Back in June, the AA put out a press release claiming that road deaths caused by (illegal) drugs now exceeded those caused by alcohol. As I wrote at the time, (a) this was largely an artefact of increased testing, and (b) it’s a dodgy definition of ’cause’.
Roger Brooking, a drug and alcohol counsellor, has recently been pointing out that the definition of ’cause’ wasn’t comparable between alcohol and illegal drugs. He’s right. Unfortunately, I think he wants the definitions changed in the wrong way.
The definition of ’caused by alcohol’ was ‘blood alcohol over the legal limit’, and the definition for illegal drugs was ‘detectable amount’. There’s a sense in which these are comparable — they both indicate that violations of the law have occurred — but that’s not a useful sense if we’re talking about attributing risk.
Roger Brooking’s suggestion is to set both definitions at ‘any detectable’, and to set the legal alcohol limit for drivers to zero, and to do a lot more testing. I’m one of the minority of New Zealanders who wouldn’t be directly affected by any of these changes, but I still think it’s a terrible idea.
Focusing on statistical questions, though, describing as ’caused by’ drugs or alcohol all road deaths where the driver had detectable amounts in their blood is unambiguously wrong. If you have alcohol in your system, your risk of being in a crash increases. It increases a moderate amount for moderate levels of alcohol, and by a lot for high levels of alcohol. At very low levels the direct evidence is limited, but your risk probably increases a little bit. And with no alcohol or drugs in your system, the risk isn’t zero. We know that from common sense, but also because some drivers do have crashes and tests don’t show any alcohol or drugs.
So, how much? The most recent research cited by a WHO report (PDF) is from the US, carried out in the late 1990s (PDF). The researchers monitored crashes in two US cities, and a week after each crash picked two random drivers at the time and place of the crash to measure their blood alcohol. After adjusting for differences in, eg, age and adjusting for refusal to participate, they have estimates of the increase in risk for a range of blood alcohol concentrations. It’s worth noting that these are estimates rather than definitive truth, and that they are higher than previous estimates. At 0.03% blood alcohol the estimated risk is 1.06 times higher; at 0.05% it’s 1.38 times higher; at 0.08% it’s 2.69 times higher; at 0.10% it’s 3.79 times higher.
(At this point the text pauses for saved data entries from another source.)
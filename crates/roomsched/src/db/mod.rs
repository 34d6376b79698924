/// Database module for storing rooms and their section layouts

mod types;

pub use types::{DbRoom, RoomDbError};

use chrono::{DateTime, Utc};
use rusqlite::{Connection, OptionalExtension, Row};
use std::sync::{Mutex, MutexGuard};

use crate::scheduling::Section;

const SCHEMA_SQL: &str = include_str!("../../sql/init_rooms.sql");

const ROOM_COLUMNS: &str = "room_id, name, sections_json, created_at, updated_at";

pub struct RoomDbManager {
    db: Mutex<Connection>,
}

impl RoomDbManager {
    /// Opens (or creates) the database at `db_path` and initializes the schema.
    ///
    /// Pass `":memory:"` for a throwaway in-memory store.
    pub fn new(db_path: &str) -> Result<Self, RoomDbError> {
        let conn = Connection::open(db_path)?;
        conn.execute_batch(SCHEMA_SQL)?;

        Ok(Self {
            db: Mutex::new(conn),
        })
    }

    fn lock(&self) -> Result<MutexGuard<'_, Connection>, RoomDbError> {
        self.db.lock().map_err(|_| RoomDbError::LockPoisoned)
    }

    /// Inserts a new room and returns it as stored
    pub fn create_room(&self, name: &str, sections: &[Section]) -> Result<DbRoom, RoomDbError> {
        let sections_json = serde_json::to_string(sections)?;
        let now = Utc::now();

        let db = self.lock()?;
        db.execute(
            "INSERT INTO rooms (name, sections_json, created_at, updated_at)
             VALUES (?1, ?2, ?3, ?3)",
            (name, &sections_json, now),
        )?;

        Ok(DbRoom {
            room_id: db.last_insert_rowid(),
            name: name.to_string(),
            sections: sections.to_vec(),
            created_at: now,
            updated_at: now,
        })
    }

    /// Gets a room by ID
    pub fn get_room(&self, room_id: i64) -> Result<Option<DbRoom>, RoomDbError> {
        let db = self.lock()?;
        let row = db
            .query_row(
                &format!("SELECT {ROOM_COLUMNS} FROM rooms WHERE room_id = ?"),
                [room_id],
                read_room_row,
            )
            .optional()?;

        row.map(RawRoom::into_room).transpose()
    }

    /// Checks if a room exists without decoding its sections
    pub fn room_exists(&self, room_id: i64) -> Result<bool, RoomDbError> {
        let db = self.lock()?;
        let count: i64 = db.query_row(
            "SELECT COUNT(*) FROM rooms WHERE room_id = ?",
            [room_id],
            |row| row.get(0),
        )?;
        Ok(count > 0)
    }

    /// Gets all rooms ordered by ID
    pub fn list_rooms(&self) -> Result<Vec<DbRoom>, RoomDbError> {
        let db = self.lock()?;
        let mut stmt = db.prepare(&format!(
            "SELECT {ROOM_COLUMNS} FROM rooms ORDER BY room_id"
        ))?;

        let raw: Vec<RawRoom> = stmt
            .query_map([], read_room_row)?
            .collect::<rusqlite::Result<Vec<_>>>()?;

        raw.into_iter().map(RawRoom::into_room).collect()
    }

    /// Replaces a room's whole section list.
    ///
    /// Returns false if no room has that ID.
    pub fn replace_sections(
        &self,
        room_id: i64,
        sections: &[Section],
    ) -> Result<bool, RoomDbError> {
        let sections_json = serde_json::to_string(sections)?;

        let db = self.lock()?;
        let updated = db.execute(
            "UPDATE rooms SET sections_json = ?1, updated_at = ?2 WHERE room_id = ?3",
            (&sections_json, Utc::now(), room_id),
        )?;

        Ok(updated > 0)
    }

    /// Deletes a room. Returns false if no room has that ID.
    pub fn delete_room(&self, room_id: i64) -> Result<bool, RoomDbError> {
        let db = self.lock()?;
        let deleted = db.execute("DELETE FROM rooms WHERE room_id = ?", [room_id])?;
        Ok(deleted > 0)
    }
}

/// A room row before its sections JSON has been decoded.
struct RawRoom {
    room_id: i64,
    name: String,
    sections_json: String,
    created_at: DateTime<Utc>,
    updated_at: DateTime<Utc>,
}

impl RawRoom {
    fn into_room(self) -> Result<DbRoom, RoomDbError> {
        Ok(DbRoom {
            room_id: self.room_id,
            name: self.name,
            sections: serde_json::from_str(&self.sections_json)?,
            created_at: self.created_at,
            updated_at: self.updated_at,
        })
    }
}

fn read_room_row(row: &Row<'_>) -> rusqlite::Result<RawRoom> {
    Ok(RawRoom {
        room_id: row.get(0)?,
        name: row.get(1)?,
        sections_json: row.get(2)?,
        created_at: row.get(3)?,
        updated_at: row.get(4)?,
    })
}

#[cfg(test)]
mod tests {
    use super::*;
    use crate::scheduling::{generate_default_sections, generate_sample_sections};

    fn manager() -> RoomDbManager {
        RoomDbManager::new(":memory:").unwrap()
    }

    #[test]
    fn test_create_and_get_room() {
        let db = manager();
        let created = db.create_room("Lab 101", &generate_default_sections()).unwrap();

        let fetched = db.get_room(created.room_id).unwrap().unwrap();
        assert_eq!(fetched.name, "Lab 101");
        assert_eq!(fetched.sections, generate_default_sections());
        assert!(db.room_exists(created.room_id).unwrap());
        assert!(db.get_room(created.room_id + 1).unwrap().is_none());
    }

    #[test]
    fn test_replace_sections() {
        let db = manager();
        let room = db.create_room("Hall B", &generate_default_sections()).unwrap();

        assert!(db
            .replace_sections(room.room_id, &generate_sample_sections())
            .unwrap());
        let fetched = db.get_room(room.room_id).unwrap().unwrap();
        assert_eq!(fetched.sections, generate_sample_sections());
        assert!(fetched.updated_at >= room.updated_at);

        assert!(!db.replace_sections(999, &generate_sample_sections()).unwrap());
    }

    #[test]
    fn test_list_and_delete() {
        let db = manager();
        let a = db.create_room("A", &generate_default_sections()).unwrap();
        let b = db.create_room("B", &generate_sample_sections()).unwrap();

        let names: Vec<String> = db.list_rooms().unwrap().into_iter().map(|r| r.name).collect();
        assert_eq!(names, vec!["A", "B"]);

        assert!(db.delete_room(a.room_id).unwrap());
        assert!(!db.delete_room(a.room_id).unwrap());
        assert!(!db.room_exists(a.room_id).unwrap());
        assert_eq!(db.list_rooms().unwrap().len(), 1);
        assert!(db.room_exists(b.room_id).unwrap());
    }
}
That is, at 0.03% blood alcohol the estimate is 100 crashes that would have happened with no alcohol for every 6 influenced by alcohol. At 0.05% it’s 100 crashes that would have happened with no alcohol for every 38 influenced by alcohol. At 0.08%, it’s 100 crashes that would have happened with no alcohol for every 169 influenced by alcohol. By the time you get to 0.10%, about three-quarters of the crashes are caused by alcohol, and at 0.15%, with a relative rate of 22 it’s damn near all of them. But at the legal limit it’s about a third, and at lower blood alcohol concentrations it’s a small fraction. If there were 80 fatal crashes where the driver had a blood alcohol above zero but below the legal limit, most of those crashes were not caused by alcohol in either a usual or a technical meaning of the word ’cause’.
Given the way risk decreases at lower levels of exposure to drugs, how should the numbers be reported? It makes sense to report both alcohol >0 and alcohol > legal limit. If there were consensus on the excess risk relationship it would be helpful to report crashes attributable to alcohol, taking the risk relationship into account. It’s hard to do that for other drugs, though. We’ve got very little empirical data relating forensic measures to risk for other drugs, and in some cases (eg cannabis) we know that the easily measurable concentration doesn’t pick up impairment well. On top of that, use of multiple drugs is probably a substantial component of the problem. It’s a good idea to increase measurements after serious crashes (to gather data). It’s a good idea to report alcohol + other drugs separately from alcohol alone and other drugs alone. And in the absence of any better criteria it’s probably unavoidable to just report any detectable level of other drugs, but we should resist (as ESR, notably, does) the temptation to call those crashes ’caused by’ the drug.